» **Data shown**:
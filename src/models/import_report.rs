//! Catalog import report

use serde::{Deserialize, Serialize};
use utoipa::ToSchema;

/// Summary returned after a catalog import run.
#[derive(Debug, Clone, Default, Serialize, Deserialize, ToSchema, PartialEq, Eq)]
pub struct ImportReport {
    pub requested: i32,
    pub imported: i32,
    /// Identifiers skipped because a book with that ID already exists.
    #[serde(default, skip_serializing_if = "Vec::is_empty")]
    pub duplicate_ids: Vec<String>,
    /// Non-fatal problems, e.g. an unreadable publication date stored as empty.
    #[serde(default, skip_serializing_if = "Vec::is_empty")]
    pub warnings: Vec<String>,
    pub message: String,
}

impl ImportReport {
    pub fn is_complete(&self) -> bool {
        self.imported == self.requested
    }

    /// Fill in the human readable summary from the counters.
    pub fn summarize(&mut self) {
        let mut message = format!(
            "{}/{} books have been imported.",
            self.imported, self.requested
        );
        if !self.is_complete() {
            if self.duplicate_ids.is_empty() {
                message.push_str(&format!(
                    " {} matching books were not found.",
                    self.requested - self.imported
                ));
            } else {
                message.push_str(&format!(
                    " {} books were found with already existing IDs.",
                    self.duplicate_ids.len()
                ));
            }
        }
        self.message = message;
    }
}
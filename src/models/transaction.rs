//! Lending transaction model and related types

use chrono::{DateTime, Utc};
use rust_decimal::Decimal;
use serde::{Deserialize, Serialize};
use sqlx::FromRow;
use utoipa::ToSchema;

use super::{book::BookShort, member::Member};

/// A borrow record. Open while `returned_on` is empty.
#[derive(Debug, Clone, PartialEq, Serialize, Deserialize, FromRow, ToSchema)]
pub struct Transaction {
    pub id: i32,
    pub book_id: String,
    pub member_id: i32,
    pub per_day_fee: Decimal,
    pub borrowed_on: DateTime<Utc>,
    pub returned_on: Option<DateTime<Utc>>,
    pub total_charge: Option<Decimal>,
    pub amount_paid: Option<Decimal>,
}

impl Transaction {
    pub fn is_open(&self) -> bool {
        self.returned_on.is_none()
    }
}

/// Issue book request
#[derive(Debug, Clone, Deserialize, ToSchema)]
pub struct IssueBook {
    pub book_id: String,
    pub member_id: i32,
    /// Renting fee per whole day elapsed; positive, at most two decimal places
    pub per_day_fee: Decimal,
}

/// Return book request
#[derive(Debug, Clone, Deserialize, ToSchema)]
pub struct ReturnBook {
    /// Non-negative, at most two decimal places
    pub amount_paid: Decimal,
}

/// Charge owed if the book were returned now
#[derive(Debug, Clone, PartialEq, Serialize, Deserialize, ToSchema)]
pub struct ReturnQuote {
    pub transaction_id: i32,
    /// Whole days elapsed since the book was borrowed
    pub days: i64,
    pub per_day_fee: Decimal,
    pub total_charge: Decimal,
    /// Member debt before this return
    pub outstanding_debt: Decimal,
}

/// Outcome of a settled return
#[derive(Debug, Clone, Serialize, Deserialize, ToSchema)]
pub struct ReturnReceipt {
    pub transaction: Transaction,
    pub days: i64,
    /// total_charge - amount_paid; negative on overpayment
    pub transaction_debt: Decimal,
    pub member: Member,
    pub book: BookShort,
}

» **Work to complete**:
A bare number is all that is asked for: the count of lines above that include "found".

» **Answer to this exercise**:
2